ASSOCIATION OF AMERICA, INC.

My name is Ernest S. Meyers of the New York law firm of Laporte & Meyers. I appear here as General Counsel for the Recording Industry Association of America, 1 East 57th Street, New York, New York. The membership of RIAA represents more than 80 percent of all phonograph records and tapes manufactured and sold in the United States.

Since 1956, I have served on the Panel of Consultants on General Revision of the Copyright Law appointed by The Librarian of Congress. In addition, I have served and currently am serving as a member of the United States delegation in connection with treaty negotiations in the area of creating and protecting intellectual property rights.

We support the prompt enactment of S. 646 which passed the United States Senate on April 29, 1971, for the reasons advanced by the Department of Justice, the Department of State and The Librarian of Congress, as well as for the reasons set forth in House Committee Report No. 2237 (89th Cong.) leading to the enactment by the House of Representatives of 1967 of the Copyright Revision Bill which provided for copyright protection against the unauthorized duplication of recordings (H.R. 2512, 90th Cong.); and for the reasons stated in Senate Committee Report No. 92-72 leading to the passage by the Senate of S. 646 (92nd Cong., 1st Sess.).

In earlier considering general copyright revision, House Committee Report No. 2237 unequivocally stated that this Committee "favors copyright protection that would prevent the reproduction and distribution of unauthorized phonorecords of sound recordings."

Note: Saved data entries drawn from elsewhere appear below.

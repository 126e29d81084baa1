// Notification Dispatch - in-app messages driven by state changes
//
// Fire-and-forget: a failed insert is logged and swallowed so it can never
// abort the state transition that triggered it.

use rusqlite::Connection;
use tracing::warn;

use crate::entities::Notification;
use crate::error::Result;
use crate::store;

/// Record a notification for a user; failures are logged, never raised
pub fn notify(conn: &Connection, user_id: &str, message: &str, details: serde_json::Value) {
    let notif = Notification::create(user_id, message, details);
    if let Err(e) = store::insert_notification(conn, &notif) {
        warn!(user = user_id, error = %e, "failed to store notification");
    }
}

/// All notifications for a user, newest first
pub fn notifications_for(conn: &Connection, user_id: &str) -> Result<Vec<Notification>> {
    store::notifications_for_user(conn, user_id)
}

/// Mark one of the user's notifications as read; false when it is not theirs
pub fn mark_read(conn: &Connection, user_id: &str, id: &str) -> Result<bool> {
    store::mark_notification_read(conn, user_id, id)
}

Senate Committee Report No. 92-72, in favoring copyright protection that would prevent the unauthorized reproduction and distribution of phonorecords of sound recordings, concludes, as did the House Report, that, as a class of subject matter, sound recordings are clearly within the scope of the "writings of an author" capable of protection under the Constitution. In this regard, the Senate and House Committees thus noted their agreement with the opinion of the Register of Copyrights supporting the constitutionality of granting a copyright for sound recordings. Parenthetically, I might add that the Senate Committee Report also effectively refuted a spurious contention, designed, in my opinion, to distract the attention of the Congress from the legitimate issues currently before this Committee. The pirates have demanded a statutory compulsory license from legitimate record manufacturers to reproduce records and tapes upon payment of nominal consideration to the manufacturer. The Senate concluded that any unauthorized manufacturer who wishes to produce a record containing the same songs may do so by paying the mechanical royalty provided for in the copyright law (Section 1(e)) and making the same investment in production and talent as that made by authorized record companies.

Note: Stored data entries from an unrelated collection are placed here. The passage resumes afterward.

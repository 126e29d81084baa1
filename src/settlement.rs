// Settlement Computation - turns recorded weight into money
//
// Pricing is per arroba (@, 15 kg). Two bases:
//
// - Live weight: gross = units * yield_rate * price_per_unit. The yield rate
//   discounts live weight down to expected carcass weight and must sit in
//   [0.48, 0.55] (validated before any state mutation).
// - Dead weight: the slaughterhouse reports carcass weight directly, so
//   gross = units * price_per_unit. The yield rate is recorded for the books
//   but not multiplied in.
//
// final = gross - transport_fee - funrural_tax, everything rounded to
// two decimals.

use serde::Serialize;

use crate::error::{AppError, Result};

/// Kilograms per arroba, the cattle-trade pricing unit
pub const KG_PER_ARROBA: f64 = 15.0;

pub const YIELD_RATE_MIN: f64 = 0.48;
pub const YIELD_RATE_MAX: f64 = 0.55;
pub const DEFAULT_YIELD_RATE: f64 = 0.52;

/// Fixed reservation deposit locking a deal after acceptance
pub const RESERVATION_DEPOSIT: f64 = 100.0;

/// Round a currency amount to two decimal places
pub fn round2(value: f64) -> f64 {
    (value * 100.0).round() / 100.0
}

/// Yield rate must be validated before any record is touched
pub fn validate_yield_rate(rate: f64) -> Result<()> {
    if !(YIELD_RATE_MIN..=YIELD_RATE_MAX).contains(&rate) {
        return Err(AppError::ValidationFailed(format!(
            "yield_rate must be between {} and {} (got {})",
            YIELD_RATE_MIN, YIELD_RATE_MAX, rate
        )));
    }
    Ok(())
}

/// Convert total kg to arroba units
pub fn arroba_units(total_weight_kg: f64) -> f64 {
    total_weight_kg / KG_PER_ARROBA
}

/// Price per arroba when the proposal did not fix one: spread the lump-sum
/// offer over the listing's declared lot (quantity * estimated weight)
pub fn derived_price_per_unit(price_offer: f64, quantity: i64, estimated_weight: f64) -> f64 {
    price_offer / (quantity as f64 * estimated_weight / KG_PER_ARROBA)
}

/// Computed amounts for one settlement
#[derive(Debug, Clone, PartialEq, Serialize)]
pub struct SettlementAmounts {
    pub total_weight: f64,
    /// Weight in arrobas
    pub unit_count: f64,
    pub yield_rate: f64,
    pub price_per_unit: f64,
    pub gross_amount: f64,
    pub final_amount: f64,
}

/// Live-weight settlement over the summed farm weighings
pub fn live_settlement(
    total_weight: f64,
    yield_rate: f64,
    price_per_unit: f64,
    transport_fee: f64,
    funrural_tax: f64,
) -> SettlementAmounts {
    let units = arroba_units(total_weight);
    let gross = round2(units * yield_rate * price_per_unit);
    SettlementAmounts {
        total_weight,
        unit_count: round2(units),
        yield_rate,
        price_per_unit,
        gross_amount: gross,
        final_amount: round2(gross - transport_fee - funrural_tax),
    }
}

/// Dead-weight settlement over the slaughterhouse-reported carcass weight
pub fn dead_settlement(
    final_weight: f64,
    yield_rate: f64,
    price_per_unit: f64,
    transport_fee: f64,
    funrural_tax: f64,
) -> SettlementAmounts {
    let units = arroba_units(final_weight);
    let gross = round2(units * price_per_unit);
    SettlementAmounts {
        total_weight: final_weight,
        unit_count: round2(units),
        yield_rate,
        price_per_unit,
        gross_amount: gross,
        final_amount: round2(gross - transport_fee - funrural_tax),
    }
}

#[cfg(test)]
mod tests {
    use super::*;

    #[test]
    fn test_round2() {
        assert_eq!(round2(10.006), 10.01);
        assert_eq!(round2(10.004), 10.0);
        assert_eq!(round2(-3.456), -3.46);
    }

    #[test]
    fn test_yield_rate_bounds() {
        assert!(validate_yield_rate(0.48).is_ok());
        assert!(validate_yield_rate(0.52).is_ok());
        assert!(validate_yield_rate(0.55).is_ok());
        assert!(validate_yield_rate(0.47).is_err());
        assert!(validate_yield_rate(0.56).is_err());
        assert!(validate_yield_rate(0.0).is_err());
    }

    #[test]
    fn test_arroba_conversion() {
        assert_eq!(arroba_units(1500.0), 100.0);
        assert_eq!(arroba_units(15.0), 1.0);
    }

    #[test]
    fn test_derived_price_per_unit() {
        // 10 head * 450 kg = 4500 kg = 300 @; R$ 90000 / 300 @ = R$ 300/@
        let ppu = derived_price_per_unit(90000.0, 10, 450.0);
        assert!((ppu - 300.0).abs() < 1e-9);
    }

    #[test]
    fn test_live_settlement_is_deterministic() {
        // 1500 kg → 100 @; at default yield 0.52 and R$ 300/@:
        // gross = 100 * 0.52 * 300 = 15600
        let amounts = live_settlement(1500.0, DEFAULT_YIELD_RATE, 300.0, 200.0, 100.0);
        assert_eq!(amounts.unit_count, 100.0);
        assert_eq!(amounts.gross_amount, 15600.0);
        assert_eq!(amounts.final_amount, 15300.0);
    }

    #[test]
    fn test_dead_settlement_skips_yield_multiplier() {
        // Carcass weight is already net: 750 kg → 50 @ * R$ 300 = 15000
        let amounts = dead_settlement(750.0, DEFAULT_YIELD_RATE, 300.0, 0.0, 0.0);
        assert_eq!(amounts.unit_count, 50.0);
        assert_eq!(amounts.gross_amount, 15000.0);
        assert_eq!(amounts.final_amount, 15000.0);
        // recorded, not applied
        assert_eq!(amounts.yield_rate, DEFAULT_YIELD_RATE);
    }

    #[test]
    fn test_fees_default_zero_leave_gross_unchanged() {
        let amounts = live_settlement(1500.0, 0.52, 52.0, 0.0, 0.0);
        assert_eq!(amounts.gross_amount, amounts.final_amount);
    }
}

The Department of Justice, in endorsing S. 646, first noted that the protection that the recording industry has been able to fashion in some states under the law of unfair competition, may be open to question in light of two United States Supreme Court decisions rendered in 1964. The Department of Justice then concluded:

"We believe that extending copyright to recordings is the soundest, and . . the only way in which sound recordings should be protected. . . . Moreover, there is an immediate and urgent need for this protection."

The Department of Justice squarely rejected the pirates' plea that unauthorized duplication creates legitimate competition, stating:

"The competition provided by the pirate record industry does not promote many of the traditional benefits of competition. Although the pirate record companies may greatly undercut the prices charged by the creative industry, their ability to do so may result in large part from the fact that they do not compensate the creative writers and artists involved. Such practices discourage the investment

of money and talents in new performances and has the potential to gravely injure creative recording."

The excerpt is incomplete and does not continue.